In [1]:
from ovnlp.ftweights import weights as ws
from ovnlp.ftweights import ftutils as ft
from ovnlp.txtutils import cleantext as ct

# Import pretrained weights

In [2]:
## Usage - Get pretrained weights
# trainedOn parameter : "cc" stands for Common crawl, "wiki" may also be used, other or None is a custom model
# iProjectPath : where to save weights
# if iProjectPath=None, then homepath = HOME else homepath = iProjectPath
# Weights are saved in homepath+/ovnlp/fasttext/weights/ + iTrainedOn={cc or wiki or custom} + / + iLang={fr or en} + /
ws1 = ws.WeightSource(iTrainedOn = "cc", iLang = "fr", iProjectPath = None)

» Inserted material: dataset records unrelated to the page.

use time::OffsetDateTime;

use super::model::{DailyLogRecord, LogPatch};

/// Appends the patch's entries after the existing ones, in submission order,
/// and stamps the record with `now`. Nothing already recorded is replaced.
///
/// Callers must hold the store's per-`(member, day)` lock (or transaction) for
/// the whole read-merge-write, otherwise a concurrent append can be lost.
pub fn merge(mut base: DailyLogRecord, patch: LogPatch, now: OffsetDateTime) -> DailyLogRecord {
    let LogPatch {
        meals,
        exercises,
        extras,
    } = patch;
    base.meals.extend(meals);
    base.exercises.extend(exercises);
    base.extras.extend(extras);
    base.last_modified = now;
    base
}

#[cfg(test)]
mod tests {
    use super::*;
    use crate::logs::model::{ExerciseEntry, ExtrasEntry, MealEntry};
    use crate::stats::aggregate::aggregate;
    use time::macros::datetime;

    fn empty() -> DailyLogRecord {
        DailyLogRecord::empty("ana", "2025-08-13".parse().unwrap(), datetime!(2025-08-13 07:00 UTC))
    }

    fn meal(id: &str, calories: f64, protein: f64) -> MealEntry {
        MealEntry {
            id: id.into(),
            calories,
            protein,
            ..Default::default()
        }
    }

    fn exercise(id: &str, minutes: f64, burned: f64) -> ExerciseEntry {
        ExerciseEntry {
            id: id.into(),
            duration_minutes: minutes,
            calories_burned: burned,
            ..Default::default()
        }
    }

    fn extras(water: f64, steps: f64) -> ExtrasEntry {
        ExtrasEntry {
            water,
            steps,
            weight: None,
        }
    }

    #[test]
    fn meal_then_exercise_keeps_both() {
        let first = LogPatch {
            meals: vec![meal("m1", 500.0, 30.0)],
            ..Default::default()
        };
        let second = LogPatch {
            exercises: vec![exercise("x1", 40.0, 320.0)],
            ..Default::default()
        };

        let t1 = datetime!(2025-08-13 08:00 UTC);
        let t2 = datetime!(2025-08-13 18:30 UTC);
        let record = merge(merge(empty(), first, t1), second, t2);

        assert_eq!(record.meals.len(), 1);
        assert_eq!(record.exercises.len(), 1);
        assert_eq!(record.meals[0].id, "m1");
        assert_eq!(record.exercises[0].id, "x1");
        assert_eq!(record.last_modified, t2);
    }

    #[test]
    fn appends_in_submission_order() {
        let t = datetime!(2025-08-13 09:00 UTC);
        let a = LogPatch {
            meals: vec![meal("a", 1.0, 0.0), meal("b", 2.0, 0.0)],
            ..Default::default()
        };
        let b = LogPatch {
            meals: vec![meal("c", 3.0, 0.0)],
            ..Default::default()
        };
        let record = merge(merge(empty(), a, t), b, t);
        let ids: Vec<_> = record.meals.iter().map(|m| m.id.as_str()).collect();
        assert_eq!(ids, ["a", "b", "c"]);
    }

    #[test]
    fn empty_patch_only_touches_timestamp() {
        let t = datetime!(2025-08-14 00:00 UTC);
        let record = merge(empty(), LogPatch::default(), t);
        assert!(record.meals.is_empty() && record.exercises.is_empty() && record.extras.is_empty());
        assert_eq!(record.last_modified, t);
    }

    #[test]
    fn totals_do_not_depend_on_patch_order() {
        let t = datetime!(2025-08-13 12:00 UTC);
        let p1 = LogPatch {
            meals: vec![meal("m1", 700.0, 45.0)],
            extras: vec![extras(500.0, 3000.0)],
            ..Default::default()
        };
        let p2 = LogPatch {
            meals: vec![meal("m2", 300.0, 60.0)],
            exercises: vec![exercise("x1", 25.0, 200.0)],
            extras: vec![extras(750.0, 4200.0)],
        };

        let forward = aggregate(&merge(merge(empty(), p1.clone(), t), p2.clone(), t));
        let backward = aggregate(&merge(merge(empty(), p2.clone(), t), p1.clone(), t));
        assert_eq!(forward, backward);

        let only1 = aggregate(&merge(empty(), p1, t));
        let only2 = aggregate(&merge(empty(), p2, t));
        assert_eq!(forward.intake_calories, only1.intake_calories + only2.intake_calories);
        assert_eq!(forward.protein_grams, only1.protein_grams + only2.protein_grams);
        assert_eq!(forward.exercise_minutes, only1.exercise_minutes + only2.exercise_minutes);
        assert_eq!(forward.water, only1.water + only2.water);
        assert_eq!(forward.steps, only1.steps + only2.steps);
    }
}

# DL "fr" weigths, "en" may also be used (big file, long runtime)
ws1.save_weights(iResave=False)

----------------------------------------------------------------------------------------------------
Pretrained weights are provided by FB for * cc *.
Please use another name if you want to create your own model.
----------------------------------------------------------------------------------------------------
Weights already downloaded and extracted in /Users/fanch/ovnlp/fasttext/weights/cc/fr.


# Text Utils - Load language specific objects

In [3]:
# ovnlp.txtutils contains a cleantext module with a LangTools class to get objects language specific such as : stopwords, tokenizer, stemmer
ltfr = ct.LangTools("fr")
stopwords = ltfr.get_stop_words(iCustomList = ["``","a","l'","s'","d'","n'","c'","les"])
stemmer = ltfr.get_stemmer()
tokenizer = ltfr.get_tokenizer()

# cleantext module also contains several utils functions : tokenize, text_file_to_sentence, etc...

# Train a custom model

In [None]:
# Download sample text data (may take some time)
import requests
r = requests.get("https://raw.github.com/Fanchouille/ovwordvectors/master/TF1ReferentielVideo.txt")
texte = r.text

In [None]:
# use text utils funcs & stopwords / tokenizer for "fr" language
# Use custom splitter here : \n juste to have one unique sentence per video.
sentences = ct.string_to_sentences(texte, tokenizer, stopwords, iSplitter="\n")

In [None]:
#Print random video data
print(sentences[10000])

In [None]:
# Instantiate WeightSource for custom model
ws2 = ws.WeightSource(iTrainedOn = "TF1RefVideo", iLang="fr", iProjectPath = None)
# Train custom model with 16 shaped embeddings
model  = ws.train_weights(sentences[0:100000], iter=1, size=16)
# Save model - overwrite
ws2.save_weights(iTrainedModel=model, iResave=True)

# Load existing model

In [None]:
ws3 = ws.WeightSource(iTrainedOn = "TF1RefVideo", iLang="fr",iProjectPath = None)
model = ws3.load_model()

# Examples of use with gensim API
## see gensim doc for more 
https://radimrehurek.com/gensim/models/keyedvectors.html#gensim.models.keyedvectors.WordEmbeddingsKeyedVectors

In [None]:
# Print Raw word vector for a word
iWord = "journal"
print("Word vector for word "+ iWord + " :")
print(model.wv[iWord])
print("")

# Doesn't match
print("Intrus from list : ['stars','danse','chanson','journal'] ")
print(model.wv.doesnt_match(["stars","danse","chanson","journal"]))
print(" ")

# Most similar
print("Most similar to lanta : ")
print(model.wv.most_similar("lanta"))
print(" ")

# Examples of use with FT utils

In [None]:
# Print normed word vector for a word
iWord = "journal"
print("Normed word vector for word "+ iWord + " :")
print(ft.word_to_vec(iWord, model, iNormed=True))
print("")

# Use ft utils to get vectors for a word list :
iSentence = "Le journal de 13h"
print("Normed word vector for sentence '"+ iSentence + "' :")
print(ft.wordlist_to_vec(iSentence.split(" "), model, iNormed=True))
print("")